This page is also available in / Cette page est également disponible en: English (Anglais)
Toquade
Marina Thibeault, alto; Janelle Fung, piano
ATMA 2017. ACD2 2759, 66 min 58 s.
Dès le premier enregistrement de sa carrière, l’altiste Marina Thibeault sait conjuguer fougue et sentimentalisme, tradition et innovation, accessibilité et abstraction. Elle nous livre un plaidoyer senti et convaincant de la portée du répertoire et de l’instrument. Thibeault possède un doigté admirable alliant fermeté du style et sensibilité et sait tirer de son instrument des sons qui se métamorphosent en idées. L’album commence par la Valse sentimentale, des Six morceaux op. 51 de Tchaïkovski. La transcription de la pièce, écrite à l’origine pour le piano, met en relief les thèmes binaires – le timbre sombre de l’alto marié au phrasé souple de Thibeault et Fung évoque le vertige du temps suspendu. Le duo nous fait remonter le temps de plusieurs décennies en interprétant, non sans une touche de raffinement, la Sonate pour alto et piano, composée par Mikhaïl Glinka dans la jeune vingtaine. Le mouvement, Allegro moderato – isolé, de façon posthume, de la sonate inachevée pour devenir une œuvre à part entière – est construit sur des approches traditionnelles, mais démontre une sensibilité à l’écriture pour alto propre à Glinka.
L’album comporte quelques pièces pour alto solo : la sonate op. 31 no 4 de Paul Hindemith, le Prélude d’Ana Sokolović, Toquade de Jean Lesage et Rubato et Agitato de Milan Kymlička. Mis à part l’œuvre de Hindemith, un incontournable dans la formation de tout altiste digne de ce nom, les pièces de l’album ont été composées pour Thibeault, sauf le Prélude de Sokolović auquel l’altiste donne un nouveau souffle. L’interprétation de l’œuvre de Hindemith par Marina Thibeault, impeccable, exécutée avec une grande clarté, dénote une maturité admirable vu son âge. Le Prélude de Sokolović, d’inspiration tzigane, cristallise le caractère méditatif de l’instrument, une facette que Thibeault sait manier de main de maître. D’ailleurs, dans les notes accompagnant la pièce, la compositrice n’hésite pas à écrire : « Mon écriture pour l’alto n’est plus la même depuis ma rencontre avec elle. »
Fortement influencée par l’époque baroque, la pièce-titre de l’album, Toquade, démontre l’extraordinaire virtuosité de Thibeault. Cet exploit est d’autant plus impressionnant sachant qu’elle joue sur un alto fabriqué en 1854 par Jean-Baptiste Vuillaume, de plus grande taille.
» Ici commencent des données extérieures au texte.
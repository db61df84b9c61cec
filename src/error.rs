//! Error types for the pdfchain library.
//!
//! Every failure in the pipeline is a [`PipelineError`]. The variants follow
//! the fault taxonomy the orchestrator reasons about:
//!
//! * **Transport / Api**: the remote side or the network misbehaved. These
//!   are the only kinds the [`crate::pipeline::retry::RetryExecutor`]
//!   retries.
//! * **Protocol / Validation**: the response was malformed or a precondition
//!   does not hold. Retrying cannot help, so they fail on first sight.
//! * **Persistence / Io**: local side effects (database, disk) failed.
//!
//! Errors raised while a stage is running are wrapped in
//! [`PipelineError::Stage`] so the job's error message says which step and
//! phase broke, while [`PipelineError::kind`] still reports the root cause.

use serde::Serialize;
use std::fmt;
use std::path::PathBuf;
use thiserror::Error;

/// All errors returned by the pdfchain library.
#[derive(Debug, Error)]
pub enum PipelineError {
    // ── Remote errors ─────────────────────────────────────────────────────
    /// Network failure, timeout, or a non-success HTTP status.
    #[error("transport error for '{url}': {reason}")]
    Transport { url: String, reason: String },

    /// The provider answered but reported a failure in its payload.
    #[error("{provider} API error: {message}")]
    Api { provider: String, message: String },

    /// A response did not carry a field the pipeline depends on.
    #[error("unexpected response from {context}: {detail}")]
    Protocol { context: String, detail: String },

    // ── Local errors ──────────────────────────────────────────────────────
    /// A precondition for the requested operation does not hold.
    #[error("validation failed: {0}")]
    Validation(String),

    /// The store transaction failed and was rolled back.
    #[error("persistence failed: {0}")]
    Persistence(String),

    /// Reading the source or writing an artifact failed.
    #[error("I/O error on '{path}': {source}")]
    Io {
        path: PathBuf,
        #[source]
        source: std::io::Error,
    },

    /// The operation selector declined to choose.
    #[error("operation selection cancelled for step {step}")]
    UserCancelled { step: u8 },

    /// Builder validation failed.
    #[error("invalid configuration: {0}")]
    InvalidConfig(String),

    // ── Context ───────────────────────────────────────────────────────────
    /// A failure inside a running stage, tagged with where it happened.
    #[error("stage {step} {phase} failed: {source}")]
    Stage {
        step: u8,
        phase: StagePhase,
        #[source]
        source: Box<PipelineError>,
    },
}

/// Flat classification of a [`PipelineError`], ignoring stage context.
#[derive(Debug, Clone, Copy, PartialEq, Eq, Serialize)]
#[serde(rename_all = "lowercase")]
pub enum ErrorKind {
    Transport,
    Api,
    Protocol,
    Validation,
    Persistence,
    Io,
    Cancelled,
    Config,
}

/// The part of a stage in which an error was raised.
#[derive(Debug, Clone, Copy, PartialEq, Eq, Serialize)]
#[serde(rename_all = "lowercase")]
pub enum StagePhase {
    Selection,
    Upload,
    Processing,
    Download,
}

impl fmt::Display for StagePhase {
    fn fmt(&self, f: &mut fmt::Formatter<'_>) -> fmt::Result {
        let name = match self {
            StagePhase::Selection => "selection",
            StagePhase::Upload => "upload",
            StagePhase::Processing => "processing",
            StagePhase::Download => "download",
        };
        f.write_str(name)
    }
}

impl PipelineError {
    /// Root-cause classification, looking through [`PipelineError::Stage`].
    pub fn kind(&self) -> ErrorKind {
        match self {
            PipelineError::Transport { .. } => ErrorKind::Transport,
            PipelineError::Api { .. } => ErrorKind::Api,
            PipelineError::Protocol { .. } => ErrorKind::Protocol,
            PipelineError::Validation(_) => ErrorKind::Validation,
            PipelineError::Persistence(_) => ErrorKind::Persistence,
            PipelineError::Io { .. } => ErrorKind::Io,
            PipelineError::UserCancelled { .. } => ErrorKind::Cancelled,
            PipelineError::InvalidConfig(_) => ErrorKind::Config,
            PipelineError::Stage { source, .. } => source.kind(),
        }
    }

    /// Whether another attempt at the same request could succeed.
    pub fn is_retryable(&self) -> bool {
        matches!(self.kind(), ErrorKind::Transport | ErrorKind::Api)
    }

    /// Attach step/phase context to an error raised inside a stage.
    pub fn during(self, step: u8, phase: StagePhase) -> Self {
        PipelineError::Stage {
            step,
            phase,
            source: Box::new(self),
        }
    }

    pub(crate) fn protocol(context: impl Into<String>, detail: impl Into<String>) -> Self {
        PipelineError::Protocol {
            context: context.into(),
            detail: detail.into(),
        }
    }

    pub(crate) fn io(path: impl Into<PathBuf>, source: std::io::Error) -> Self {
        PipelineError::Io {
            path: path.into(),
            source,
        }
    }
}

#[cfg(test)]
mod tests {
    use super::*;

    #[test]
    fn stage_display_names_step_and_phase() {
        let e = PipelineError::Transport {
            url: "https://api.pdf.co/v1/file/upload".into(),
            reason: "connection refused".into(),
        }
        .during(1, StagePhase::Upload);
        let msg = e.to_string();
        assert!(msg.starts_with("stage 1 upload failed"), "got: {msg}");
        assert!(msg.contains("connection refused"), "got: {msg}");
    }

    #[test]
    fn kind_looks_through_stage_wrapper() {
        let e = PipelineError::Validation("too few pages".into()).during(2, StagePhase::Processing);
        assert_eq!(e.kind(), ErrorKind::Validation);
        assert!(!e.is_retryable());
    }

    #[test]
    fn only_remote_faults_are_retryable() {
        let transport = PipelineError::Transport {
            url: "u".into(),
            reason: "timeout".into(),
        };
        let api = PipelineError::Api {
            provider: "pdf.co".into(),
            message: "quota".into(),
        };
        assert!(transport.is_retryable());
        assert!(api.is_retryable());
        assert!(!PipelineError::protocol("upload", "no url").is_retryable());
        assert!(!PipelineError::Persistence("deadlock".into()).is_retryable());
        assert!(!PipelineError::UserCancelled { step: 1 }.is_retryable());
    }

    #[test]
    fn api_display_names_provider() {
        let e = PipelineError::Api {
            provider: "convertapi".into(),
            message: "Parameter validation error".into(),
        };
        assert_eq!(
            e.to_string(),
            "convertapi API error: Parameter validation error"
        );
    }
}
Dédiée à Marina Thibeault et interprétée en première mondiale peu avant le décès du compositeur en 2008, la courte pièce de Kymlička ne manque pas de mordant. Le Rubato, une sombre rêverie, s’articule autour des cordes à vide de l’alto tandis que l’Agitato tire profit de la dynamique tensionnelle inhérente aux intervalles causés par les demi-tons. Pour couronner le tout, la Sonate no 1 pour alto et piano de Bohuslav Martinů révèle tout le lyrisme de Thibeault, tirant parti d’un ample vibrato, ainsi que sa sonorité riche et profonde. J’aurais aimé que Fung soit plus présente dans le mixage sonore – si ce n’est que pour mieux apprécier la collaboration remarquable de ce duo. De premier abord, le mélange des époques et des compositeurs peut sembler éclectique. Or, l’album est à la mesure de l’artiste; elle y exprime sa sensibilité à la vision de chaque compositeur sans sacrifier sa propre voix.
Traduction par Lina Scarpellini
-
5
This page is also available in / Cette page est également disponible en: English (Anglais)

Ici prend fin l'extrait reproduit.